**To do:**
Copy out all lines in the data below containing the string "PutCommand".

⟨

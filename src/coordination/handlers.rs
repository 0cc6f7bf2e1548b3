use axum::{
    Json, Router,
    extract::{Extension, Path},
    http::StatusCode,
    response::{IntoResponse, Response},
    routing::{get, post},
};
use std::sync::Arc;

use super::protocol::{PutCommand, get_response_body, key_from_path};
use super::service::CoordinationService;

/// Router served on the client port.
pub fn router(coordinator: Arc<CoordinationService>) -> Router {
    Router::new()
        .route("/", post(handle_put))
        .route("/*path", get(handle_get).delete(handle_delete))
        .layer(Extension(coordinator))
}

pub async fn handle_put(
    Extension(coordinator): Extension<Arc<CoordinationService>>,
    body: String,
) -> StatusCode {
    let command = match PutCommand::parse(&body) {
        Ok(command) => command,
        Err(e) => {
            tracing::error!("Rejected put request: {}", e);
            return StatusCode::BAD_REQUEST;
        }
    };

    match coordinator.put(&command.key, &command.value).await {
        Ok(()) => StatusCode::OK,
        Err(e) => {
            tracing::error!("Failed to put key {}: {}", command.key, e);
            StatusCode::INTERNAL_SERVER_ERROR
        }
    }
}

pub async fn handle_get(
    Extension(coordinator): Extension<Arc<CoordinationService>>,
    Path(path): Path<String>,
) -> Response {
    let key = match key_from_path(&path) {
        Ok(key) => key,
        Err(e) => {
            tracing::error!("Rejected get request: {}", e);
            return StatusCode::BAD_REQUEST.into_response();
        }
    };

    match coordinator.get(key).await {
        Ok(Some(value)) => (StatusCode::OK, Json(get_response_body(key, value))).into_response(),
        Ok(None) => StatusCode::NOT_FOUND.into_response(),
        Err(e) => {
            tracing::error!("Failed to get key {}: {}", key, e);
            StatusCode::NOT_FOUND.into_response()
        }
    }
}

pub async fn handle_delete(
    Extension(coordinator): Extension<Arc<CoordinationService>>,
    Path(path): Path<String>,
) -> (StatusCode, Json<u32>) {
    let key = match key_from_path(&path) {
        Ok(key) => key,
        Err(e) => {
            tracing::error!("Rejected delete request: {}", e);
            return (StatusCode::BAD_REQUEST, Json(0));
        }
    };

    match coordinator.delete(key).await {
        Ok(report) => (StatusCode::OK, Json(u32::from(report.existed()))),
        Err(e) => {
            tracing::error!("Failed to delete key {}: {}", key, e);
            (StatusCode::INTERNAL_SERVER_ERROR, Json(0))
        }
    }
}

⟩

**Result:**
use super::protocol::{PutCommand, get_response_body, key_from_path};
    let command = match PutCommand::parse(&body) {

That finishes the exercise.